Early life and education
Freuchen-Gale was born Dagmar Cohn in Kongens Lyngby, Denmark, to Hans Cohn and Betty Johanne Neustadt. Her parents were Jewish and were members of Det mosaiske trossamfunn (The Mosaic Religious Society). Freuchen-Gale left Lyngby in 1938 to go to New York.

Career
Freuchen-Gale was an artist and well known as a fashion illustrator, working for magazines such as Vogue and Harper's Bazaar. In April 1947, Freuchen-Gale illustrated the cover of Vogue which presented new couture house Christian Dior. At the end of the 1940s Freuchen-Gale began to teach fashion illustration at the Art Students League, and continuing there for 20 years.

She edited several of her second husband's, explorer and author Peter Freuchen, books. In 1968, she wrote Cookbook of the Seven Seas, title inspired by Freuchen's book, Book of the Seven Seas.

Personal life 
Freuchen-Gale married three times.
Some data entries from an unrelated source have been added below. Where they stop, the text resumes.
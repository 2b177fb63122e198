//! Facade crate for the `fieldmap` workspace.
//!
//! `fieldmap` converts structured values into a generic ordered key-value
//! representation, suitable for hand-off to database drivers and other
//! loosely-typed consumers.
//!
//! - [`marshal`] holds the engine: the field resolver, the value converter,
//!   the [`Document`](marshal::Document)/[`Value`](marshal::Value) output
//!   model, and the `#[derive(ToMap)]` macro.
//! - [`nullable`] holds validity-tracking nullable scalars that plug into the
//!   engine through its custom-conversion hook.
//!
//! # Example
//!
//! ```
//! use fieldmap::marshal::{self, derive::ToMap};
//!
//! #[derive(ToMap)]
//! #[map(crate = "fieldmap::marshal")]
//! struct Account {
//!     pub id: u64,
//!     #[map("display_name")]
//!     pub name: String,
//! }
//!
//! let doc = marshal::marshal(&Account { id: 7, name: "Ada".into() }).unwrap();
//! assert_eq!(doc.get("display_name").unwrap().as_str(), Some("Ada"));
//! ```
#![cfg_attr(docsrs, feature(doc_cfg))]

pub use fm_marshal as marshal;
pub use fm_nullable as nullable;
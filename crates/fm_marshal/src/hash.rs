//! Fixed-seed hash containers for the engine's internal tables.
//!
//! A fixed seed keeps hash results stable across runs for the same input,
//! which keeps resolution order and cache behavior reproducible.

use foldhash::fast::FixedState;

/// The fixed seed used by every internal table.
pub(crate) const FIXED_STATE: FixedState = FixedState::with_seed(0x6D61_7073_746F_6E65);

/// A [`hashbrown::HashMap`] with the fixed hash state.
pub(crate) type FixedHashMap<K, V> = hashbrown::HashMap<K, V, FixedState>;

/// A [`hashbrown::HashSet`] with the fixed hash state.
pub(crate) type FixedHashSet<T> = hashbrown::HashSet<T, FixedState>;
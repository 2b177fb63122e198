//! Validity-tracking nullable values.
//!
//! [`Nullable<T>`] wraps a value together with a validity flag, the classic
//! database-driver convention where "holds zero" and "holds nothing" are
//! different states. Unlike `Option<T>`, an invalid `Nullable` still carries
//! a (zero) value, and a valid `Nullable` holding zero is non-null.
//!
//! The wrapper plugs into `fm_marshal` through the custom-conversion hook:
//! a valid value marshals as its inner value's representation, an invalid
//! one as null — and the `omitNil`/`omitZero` tag options observe the
//! wrapper's own notion of nil and zero.
//!
//! # Examples
//!
//! ```
//! use fm_nullable::NullI64;
//!
//! let set = NullI64::new(42);
//! assert_eq!(set.get(), Some(&42));
//!
//! let unset = NullI64::null();
//! assert_eq!(unset.get(), None);
//! assert_eq!(unset.value_or_zero(), 0);
//! ```
#![cfg_attr(docsrs, feature(doc_cfg))]

use fm_marshal::{MarshalError, Marshaler, ToMap, Value, ValueRef, to_value};
use serde_core::de::{Deserialize, Deserializer};
use serde_core::ser::{Serialize, Serializer};

// -----------------------------------------------------------------------------
// Nullable

/// A value of type `T` that may be null.
///
/// A valid `Nullable` holding the zero value is considered non-null and
/// zero; an invalid one is both null and zero.
#[derive(Clone, Copy, Debug, PartialEq, Eq, Hash)]
pub struct Nullable<T> {
    value: T,
    valid: bool,
}

/// A nullable boolean.
pub type NullBool = Nullable<bool>;
/// A nullable signed integer.
pub type NullI64 = Nullable<i64>;
/// A nullable unsigned integer.
pub type NullU64 = Nullable<u64>;
/// A nullable float.
pub type NullF64 = Nullable<f64>;
/// A nullable text value.
pub type NullString = Nullable<String>;

impl<T> Nullable<T> {
    /// Creates a valid `Nullable` from `value`.
    #[inline]
    pub const fn new(value: T) -> Self {
        Self { value, valid: true }
    }

    /// Returns the value if valid.
    #[inline]
    pub const fn get(&self) -> Option<&T> {
        if self.valid { Some(&self.value) } else { None }
    }

    /// Returns `true` if a meaningful value is present.
    #[inline]
    pub const fn is_valid(&self) -> bool {
        self.valid
    }

    /// Stores `value`, marking this `Nullable` valid.
    #[inline]
    pub fn set(&mut self, value: T) {
        self.value = value;
        self.valid = true;
    }

    /// Consumes this `Nullable`, returning the value if valid.
    #[inline]
    pub fn into_option(self) -> Option<T> {
        if self.valid { Some(self.value) } else { None }
    }
}

impl<T: Default> Nullable<T> {
    /// Creates a null `Nullable` with no meaningful value.
    #[inline]
    pub fn null() -> Self {
        Self {
            value: T::default(),
            valid: false,
        }
    }

    /// Creates a `Nullable` from an `Option`: `None` becomes null.
    #[inline]
    pub fn from_option(value: Option<T>) -> Self {
        match value {
            Some(value) => Self::new(value),
            None => Self::null(),
        }
    }

    /// Marks this `Nullable` null, resetting the value to zero.
    #[inline]
    pub fn clear(&mut self) {
        self.value = T::default();
        self.valid = false;
    }
}

impl<T: Default + Clone> Nullable<T> {
    /// Returns the value if valid, or the type's zero value otherwise.
    #[inline]
    pub fn value_or_zero(&self) -> T {
        if self.valid {
            self.value.clone()
        } else {
            T::default()
        }
    }
}

impl<T: Default> Default for Nullable<T> {
    /// See [`Nullable::null`].
    #[inline]
    fn default() -> Self {
        Self::null()
    }
}

impl<T> From<T> for Nullable<T> {
    #[inline]
    fn from(value: T) -> Self {
        Self::new(value)
    }
}

impl<T: Default> From<Option<T>> for Nullable<T> {
    #[inline]
    fn from(value: Option<T>) -> Self {
        Self::from_option(value)
    }
}

// -----------------------------------------------------------------------------
// Marshalling

impl<T: ToMap> ToMap for Nullable<T> {
    #[inline]
    fn value_ref(&self) -> ValueRef<'_> {
        ValueRef::Ref(self.get().map(|value| value as &dyn ToMap))
    }

    // Null, or the inner value's own zero.
    #[inline]
    fn is_zero(&self) -> bool {
        !self.valid || self.value.is_zero()
    }

    #[inline]
    fn is_nil(&self) -> bool {
        !self.valid
    }

    #[inline]
    fn as_marshaler(&self) -> Option<&dyn Marshaler> {
        Some(self)
    }
}

impl<T: ToMap> Marshaler for Nullable<T> {
    fn marshal_map_value(&self) -> Result<Value, MarshalError> {
        match self.get() {
            Some(value) => to_value(value),
            None => Ok(Value::Null),
        }
    }
}

// -----------------------------------------------------------------------------
// Serde

impl<T: Serialize> Serialize for Nullable<T> {
    fn serialize<S: Serializer>(&self, serializer: S) -> Result<S::Ok, S::Error> {
        match self.get() {
            Some(value) => serializer.serialize_some(value),
            None => serializer.serialize_none(),
        }
    }
}

impl<'de, T: Deserialize<'de> + Default> Deserialize<'de> for Nullable<T> {
    fn deserialize<D: Deserializer<'de>>(deserializer: D) -> Result<Self, D::Error> {
        Option::<T>::deserialize(deserializer).map(Self::from_option)
    }
}

// -----------------------------------------------------------------------------
// Tests

#[cfg(test)]
mod tests {
    use fm_marshal::{ToMap, Value, to_value};

    use super::{NullF64, NullI64, NullString, Nullable};

    #[test]
    fn constructors() {
        assert_eq!(NullI64::new(42).get(), Some(&42));
        assert_eq!(NullI64::null().get(), None);
        assert_eq!(NullI64::from_option(Some(42)), NullI64::new(42));
        assert_eq!(NullI64::from_option(None), NullI64::null());
        assert_eq!(NullI64::from(42), NullI64::new(42));
    }

    #[test]
    fn value_or_zero() {
        assert_eq!(NullI64::new(42).value_or_zero(), 42);
        assert_eq!(NullI64::null().value_or_zero(), 0);
        assert_eq!(NullString::null().value_or_zero(), "");
    }

    #[test]
    fn set_and_clear() {
        let mut value = NullI64::null();
        value.set(7);
        assert!(value.is_valid());
        value.clear();
        assert_eq!(value, NullI64::null());
    }

    #[test]
    fn nil_and_zero_track_validity() {
        // A valid zero is non-nil but zero.
        let zero = NullI64::new(0);
        assert!(!zero.is_nil());
        assert!(zero.is_zero());

        let set = NullF64::new(1.5);
        assert!(!set.is_nil());
        assert!(!set.is_zero());

        let unset = NullF64::null();
        assert!(unset.is_nil());
        assert!(unset.is_zero());
    }

    #[test]
    fn hook_emits_the_inner_value_or_null() {
        assert_eq!(to_value(&NullI64::new(42)).unwrap(), Value::Int(42));
        assert_eq!(to_value(&NullI64::null()).unwrap(), Value::Null);
        assert_eq!(
            to_value(&NullString::new("text".into())).unwrap(),
            Value::String("text".into())
        );
    }

    #[test]
    fn nested_nullables_unwrap_through_the_hook() {
        let nested: Nullable<NullI64> = Nullable::new(NullI64::new(3));
        assert_eq!(to_value(&nested).unwrap(), Value::Int(3));
    }

    #[test]
    fn marshalling_a_wrapper_struct_goes_through_the_hook() {
        use fm_marshal::derive::ToMap;
        use fm_marshal::marshal;

        #[derive(ToMap)]
        struct Wrapper {
            pub score: NullI64,
            #[map(",omitNil")]
            pub bonus: NullI64,
            #[map(",omitZero")]
            pub penalty: NullI64,
        }

        let doc = marshal(&Wrapper {
            score: NullI64::new(42),
            bonus: NullI64::null(),
            penalty: NullI64::new(0),
        })
        .unwrap();

        // The hook emits the inner value; null and zero wrappers obey the
        // omit options through the wrapper's own `is_nil`/`is_zero`.
        assert_eq!(doc.keys().collect::<Vec<_>>(), ["score"]);
        assert_eq!(doc.get("score"), Some(&Value::Int(42)));

        let doc = marshal(&Wrapper {
            score: NullI64::null(),
            bonus: NullI64::new(7),
            penalty: NullI64::new(-1),
        })
        .unwrap();
        assert_eq!(doc.get("score"), Some(&Value::Null));
        assert_eq!(doc.get("bonus"), Some(&Value::Int(7)));
        assert_eq!(doc.get("penalty"), Some(&Value::Int(-1)));
    }

    #[test]
    fn serde_round_trips_null_and_values() {
        assert_eq!(serde_json::to_string(&NullI64::new(42)).unwrap(), "42");
        assert_eq!(serde_json::to_string(&NullI64::null()).unwrap(), "null");

        let parsed: NullI64 = serde_json::from_str("42").unwrap();
        assert_eq!(parsed, NullI64::new(42));
        let parsed: NullI64 = serde_json::from_str("null").unwrap();
        assert_eq!(parsed, NullI64::null());
    }
}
Her first husband, a Danish man named Muller, was killed during World War II while serving with the American army in the Pacific.
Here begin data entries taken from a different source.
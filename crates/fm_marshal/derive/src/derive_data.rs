//! Parsing of the derive input and the `#[map(...)]` attribute grammar.

use syn::parse::{Parse, ParseStream};
use syn::punctuated::Punctuated;
use syn::spanned::Spanned;
use syn::{Data, DeriveInput, Fields, Token};

use crate::MAP_ATTRIBUTE_NAME;

// -----------------------------------------------------------------------------
// Model

pub(crate) struct StructModel<'a> {
    pub ident: &'a syn::Ident,
    pub generics: &'a syn::Generics,
    /// Path to the `fm_marshal` crate in the expansion context.
    pub crate_path: syn::Path,
    /// `#[map(clone)]`: enable as-is emission through `Clone`.
    pub clone_flag: bool,
    /// `#[map(marshaler)]`: advertise an existing `Marshaler` impl.
    pub marshaler_flag: bool,
    pub members: Vec<MemberModel<'a>>,
}

pub(crate) struct MemberModel<'a> {
    pub ident: &'a syn::Ident,
    pub ty: &'a syn::Type,
    pub public: bool,
    pub embedded: bool,
    /// Raw `(keyword, spec)` tag strings in declaration order.
    pub tags: Vec<(String, String)>,
}

impl MemberModel<'_> {
    pub fn name(&self) -> String {
        let name = self.ident.to_string();
        name.strip_prefix("r#").map(str::to_owned).unwrap_or(name)
    }
}

// -----------------------------------------------------------------------------
// Attribute grammar

// One comma-separated entry inside `#[map(...)]`.
enum MapEntry {
    /// `"name,opts"` — a tag under the default keyword.
    DefaultTag(syn::LitStr),
    /// `keyword = "name,opts"` — a tag under an alternate keyword.
    KeywordTag(syn::Ident, syn::LitStr),
    /// `embed` | `clone` | `marshaler`.
    Flag(syn::Ident),
    /// `crate = "path"`.
    CratePath(syn::LitStr),
}

impl Parse for MapEntry {
    fn parse(input: ParseStream) -> syn::Result<Self> {
        if input.peek(syn::LitStr) {
            return Ok(Self::DefaultTag(input.parse()?));
        }
        if input.peek(Token![crate]) {
            input.parse::<Token![crate]>()?;
            input.parse::<Token![=]>()?;
            return Ok(Self::CratePath(input.parse()?));
        }
        let ident: syn::Ident = input.parse()?;
        if input.peek(Token![=]) {
            input.parse::<Token![=]>()?;
            Ok(Self::KeywordTag(ident, input.parse()?))
        } else {
            Ok(Self::Flag(ident))
        }
    }
}

fn map_entries(attrs: &[syn::Attribute]) -> syn::Result<Vec<MapEntry>> {
    let mut entries = Vec::new();
    for attr in attrs {
        if !attr.path().is_ident(MAP_ATTRIBUTE_NAME) {
            continue;
        }
        let parsed = attr.parse_args_with(Punctuated::<MapEntry, Token![,]>::parse_terminated)?;
        entries.extend(parsed);
    }
    Ok(entries)
}

// -----------------------------------------------------------------------------
// Input parsing

impl<'a> StructModel<'a> {
    pub fn from_input(input: &'a DeriveInput) -> syn::Result<Self> {
        let Data::Struct(data) = &input.data else {
            return Err(syn::Error::new(
                input.span(),
                "`ToMap` can only be derived for structs",
            ));
        };
        let Fields::Named(fields) = &data.fields else {
            return Err(syn::Error::new(
                input.span(),
                "`ToMap` requires named fields",
            ));
        };
        if let Some(lifetime) = input.generics.lifetimes().next() {
            return Err(syn::Error::new(
                lifetime.span(),
                "`ToMap` types must own their data; lifetime parameters are not supported",
            ));
        }

        let mut model = Self {
            ident: &input.ident,
            generics: &input.generics,
            crate_path: syn::parse_quote!(::fm_marshal),
            clone_flag: false,
            marshaler_flag: false,
            members: Vec::with_capacity(fields.named.len()),
        };

        for entry in map_entries(&input.attrs)? {
            match entry {
                MapEntry::Flag(flag) if flag == "clone" => model.clone_flag = true,
                MapEntry::Flag(flag) if flag == "marshaler" => model.marshaler_flag = true,
                MapEntry::CratePath(path) => model.crate_path = path.parse()?,
                MapEntry::Flag(flag) => {
                    return Err(syn::Error::new(
                        flag.span(),
                        "unknown type-level `map` flag; expected `clone` or `marshaler`",
                    ));
                }
                MapEntry::DefaultTag(spec) | MapEntry::KeywordTag(_, spec) => {
                    return Err(syn::Error::new(
                        spec.span(),
                        "tag specs belong on fields, not on the type",
                    ));
                }
            }
        }

        for field in &fields.named {
            model.members.push(MemberModel::from_field(field)?);
        }
        Ok(model)
    }
}

impl<'a> MemberModel<'a> {
    fn from_field(field: &'a syn::Field) -> syn::Result<Self> {
        let mut member = Self {
            ident: field.ident.as_ref().expect("named field without an ident"),
            ty: &field.ty,
            public: matches!(field.vis, syn::Visibility::Public(_)),
            embedded: false,
            tags: Vec::new(),
        };

        for entry in map_entries(&field.attrs)? {
            match entry {
                MapEntry::DefaultTag(spec) => {
                    member.tags.push(("map".to_owned(), spec.value()));
                }
                MapEntry::KeywordTag(keyword, spec) => {
                    member.tags.push((keyword.to_string(), spec.value()));
                }
                MapEntry::Flag(flag) if flag == "embed" => member.embedded = true,
                MapEntry::Flag(flag) => {
                    return Err(syn::Error::new(
                        flag.span(),
                        "unknown field-level `map` flag; expected `embed`",
                    ));
                }
                MapEntry::CratePath(path) => {
                    return Err(syn::Error::new(
                        path.span(),
                        "`crate = \"...\"` belongs on the type, not on a field",
                    ));
                }
            }
        }
        Ok(member)
    }
}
She met her second husband, Peter Freuchen, on December 24, 1944, in New York at the home of some Danish friends. They married in 1945. Freuchen was a  well known Danish author and Arctic explorer. Beginning in 1945, they lived in New York City and maintained a second home in Noank, Connecticut on Chesbro Street, overlooking Long Island Sound. They appeared together in a well known photo by Irving Penn showing Freuchen with a beard in a massive fur coat. Freuchen often travelled for his work during their marriage but is reported to have written home every day and sent a copy of each letter to the Danish Royal Library, to be opened 50 years after his death, in 2007. Freuchen-Gale joined her husband only once in his travels, on an expedition to Iceland, during which she served native meals including pickled whale blubber and seaweed. During their marriage, she became an expert on various cuisines from around the world. After her husband's death, Freuchen-Gale maintained the Noank home until 1963.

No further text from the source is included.